In Golders Green the names of the dead and the hostages taken by Hamas papered the streets — until they were taken down by people who believed Israeli children were also the enemies of peace between Israel and Palestine.

These obituaries will never be written, except in the hearts of their broken families. It is impossible, of course, to write obituaries of 1,400 people.

And yet something deep stirs within me — honoured as I am to edit this page — some almost spiritual need to commit their loss to paper. To mourn them here, on this page.

To honour the pain and anguish of those families, hugging their children close at the breakfast table where their killers, having feasted on their deaths, commenced to gorge upon their food.

Babies incinerated. Bodies dismembered. Thrown out onto the grass like rubbish. Too many to name, yes far too many to honour. But we can mention a symbolic few.

On Nahal Oz kibbutz Hadar Kamah, Golda Meir’s great great nephew, 24; Noam Elyakim, his partner Dikla Arava and her 17-year-old son Tomer; Carmela Dan and her 12-year-old granddaughter Noya.

At the Supernova music festival,German-Israeli Shani Louk, 23; German-Israeli economist Avshalom Haran, 66; Eviatar Kipnis, 65, and his wife Lilach, 60. Members of the kibbutz guard with military experience, killed as they patrolled the perimeter.

A new Israeli song is circulating on YouTube titled Don’t Leave Me Until I’ve Grown Up. Images of young children flit across the screen.

The dead or the missing, I don’t know which. What is expressed is the longing of children to grow up close to their parents. To be cherished. To be safe.

Everywhere we are exhorted to light yartzheit candles, say the Kaddish, offer urgent prayers of healing for the fallen. Pray, pray, pray for peace for everyone, every child, Israeli or Palestinian.

David Ben Zion, the deputy commander of Unit 71, led an experienced team of paratroopers who saved many lives after reaching Kfar Aza.

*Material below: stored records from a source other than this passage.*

use std::collections::{BTreeMap, BTreeSet};
use std::sync::Arc;

use async_trait::async_trait;
use chrono::Utc;
use parking_lot::RwLock;
use tracing::{info, instrument};

use social_core::contest::{PostTally, PurgeReport, RoundSettlement};
use social_core::entities::{Comment, Follow, Like, Notification, Post, User, WallOfFameEntry};
use social_core::error::DomainError;
use social_core::traits::{
    CommentRepository, ContestRepository, FollowRepository, LikeRepository,
    NotificationRepository, PostRepository, RepoResult, UserRepository, WallOfFameRepository,
};
use social_core::value_objects::Snowflake;

type Pair = (Snowflake, Snowflake);

#[derive(Debug, Default)]
struct Tables {
    users: BTreeMap<Snowflake, User>,
    posts: BTreeMap<Snowflake, Post>,
    /// keyed by (post_id, user_id)
    likes: BTreeMap<Pair, Like>,
    comments: BTreeMap<Snowflake, Comment>,
    /// keyed by (follower_id, followed_id)
    follows: BTreeMap<Pair, Follow>,
    notifications: BTreeMap<Snowflake, Notification>,
    wall_of_fame: BTreeMap<Snowflake, WallOfFameEntry>,
}

impl Tables {
    fn user_by_token(&self, token_identifier: &str) -> Option<&User> {
        self.users
            .values()
            .find(|u| u.token_identifier == token_identifier)
    }

    fn purge_post(&mut self, post_id: Snowflake) -> (usize, usize) {
        let likes_before = self.likes.len();
        self.likes.retain(|(p, _), _| *p != post_id);
        let comments_before = self.comments.len();
        self.comments.retain(|_, c| c.post_id != post_id);
        self.posts.remove(&post_id);
        (
            likes_before - self.likes.len(),
            comments_before - self.comments.len(),
        )
    }
}

/// Shared handle to the in-memory tables; clones see the same data
#[derive(Debug, Clone, Default)]
pub struct MemoryStore {
    tables: Arc<RwLock<Tables>>,
}

impl MemoryStore {
    pub fn new() -> Self {
        Self::default()
    }
}

fn newest_first<T, K: Ord>(items: &mut [T], key: impl Fn(&T) -> K) {
    items.sort_by(|a, b| key(b).cmp(&key(a)));
}

// ============================================================================
// Users
// ============================================================================

#[async_trait]
impl UserRepository for MemoryStore {
    async fn find_by_id(&self, id: Snowflake) -> RepoResult<Option<User>> {
        Ok(self.tables.read().users.get(&id).cloned())
    }

    async fn find_by_token(&self, token_identifier: &str) -> RepoResult<Option<User>> {
        Ok(self.tables.read().user_by_token(token_identifier).cloned())
    }

    async fn find_many(&self, ids: &[Snowflake]) -> RepoResult<Vec<User>> {
        let tables = self.tables.read();
        let wanted: BTreeSet<_> = ids.iter().copied().collect();
        Ok(wanted
            .into_iter()
            .filter_map(|id| tables.users.get(&id).cloned())
            .collect())
    }

    async fn list(&self) -> RepoResult<Vec<User>> {
        let mut users: Vec<User> = self.tables.read().users.values().cloned().collect();
        // named users first, like NULLS LAST
        users.sort_by(|a, b| {
            (a.name.is_none(), &a.name, a.id).cmp(&(b.name.is_none(), &b.name, b.id))
        });
        Ok(users)
    }

    #[instrument(skip(self, user), fields(token_identifier = %user.token_identifier))]
    async fn upsert(&self, user: &User) -> RepoResult<User> {
        let mut tables = self.tables.write();
        let current = tables
            .users
            .values_mut()
            .find(|u| u.token_identifier == user.token_identifier);
        if let Some(current) = current {
            current.name.clone_from(&user.name);
            current.email.clone_from(&user.email);
            current.avatar_url.clone_from(&user.avatar_url);
            current.updated_at = user.updated_at;
            return Ok(current.clone());
        }
        tables.users.insert(user.id, user.clone());
        Ok(user.clone())
    }

    async fn update_profile(&self, user: &User) -> RepoResult<()> {
        let mut tables = self.tables.write();
        let current = tables
            .users
            .get_mut(&user.id)
            .ok_or(DomainError::UserNotFound(user.id))?;
        current.name.clone_from(&user.name);
        current.email.clone_from(&user.email);
        current.avatar_url.clone_from(&user.avatar_url);
        current.updated_at = user.updated_at;
        Ok(())
    }

    async fn set_online(&self, token_identifier: &str, online: bool) -> RepoResult<()> {
        let mut tables = self.tables.write();
        let user = tables
            .users
            .values_mut()
            .find(|u| u.token_identifier == token_identifier)
            .ok_or_else(|| DomainError::IdentityNotFound(token_identifier.to_string()))?;
        user.is_online = online;
        user.updated_at = Utc::now();
        Ok(())
    }
}

// ============================================================================
// Posts
// ============================================================================

#[async_trait]
impl PostRepository for MemoryStore {
    async fn find_by_id(&self, id: Snowflake) -> RepoResult<Option<Post>> {
        Ok(self.tables.read().posts.get(&id).cloned())
    }

    async fn list_all(&self) -> RepoResult<Vec<Post>> {
        let mut posts: Vec<Post> = self.tables.read().posts.values().cloned().collect();
        newest_first(&mut posts, |p| (p.created_at, p.id));
        Ok(posts)
    }

    async fn find_by_creator(&self, creator_id: Snowflake) -> RepoResult<Vec<Post>> {
        let mut posts: Vec<Post> = self
            .tables
            .read()
            .posts
            .values()
            .filter(|p| p.creator_id == creator_id)
            .cloned()
            .collect();
        newest_first(&mut posts, |p| (p.created_at, p.id));
        Ok(posts)
    }

    async fn create(&self, post: &Post) -> RepoResult<()> {
        let mut tables = self.tables.write();
        if !tables.users.contains_key(&post.creator_id) {
            return Err(DomainError::UserNotFound(post.creator_id));
        }
        if tables.posts.contains_key(&post.id) {
            return Err(DomainError::InternalError(format!("duplicate post id {}", post.id)));
        }
        tables.posts.insert(post.id, post.clone());
        Ok(())
    }

    #[instrument(skip(self))]
    async fn delete_cascade(&self, id: Snowflake) -> RepoResult<()> {
        let (likes, comments) = self.tables.write().purge_post(id);
        info!(post_id = %id, likes, comments, "Post removed with its likes and comments");
        Ok(())
    }
}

He saw unspeakable things. Dismembered bodies lying in the gardens. He said the Hamas gunmen who killed families and even babies “were just a jihad machine to kill everybody, (people) without weapons — just normal citizens that wanted to take their breakfast and that’s all.”

The chalutzic spirit of the first Zionists who expressed the longing to return to Eretz Israel infused these southern kibbutzim.

Those who chose to live there accepted the ever-present danger of Hamas rocket attacks after the terrorist group seized control of Gaza in 2007. Concrete shelters reinforced a lifestyle of intense community, with playgrounds for their children, barbecues and open spaces.

The shelters themselves were the memento mori of life on the edge. Eternally present. But there was joy here, and community spirit. Many people who lived here chose to support a two-state solution and made friends with the people of Gaza.

They were brave, freedom-loving and perhaps too credulous. Today, what is left of their lives is a cavernous trauma, as deep as the Holocaust, as bitterly mourned in its terrible sense of violation.

This obituary is for the dimmed light of a resurgent community whose homes lie in ruins and whose lives will never be the same again. It is for those who survived the Holocaust only to fall again in their promised land.

It is for young people dancing at a Supernova festival, named for the “last hurrah” of a massive, dying star. It is for babies and children who will never realise their dreams.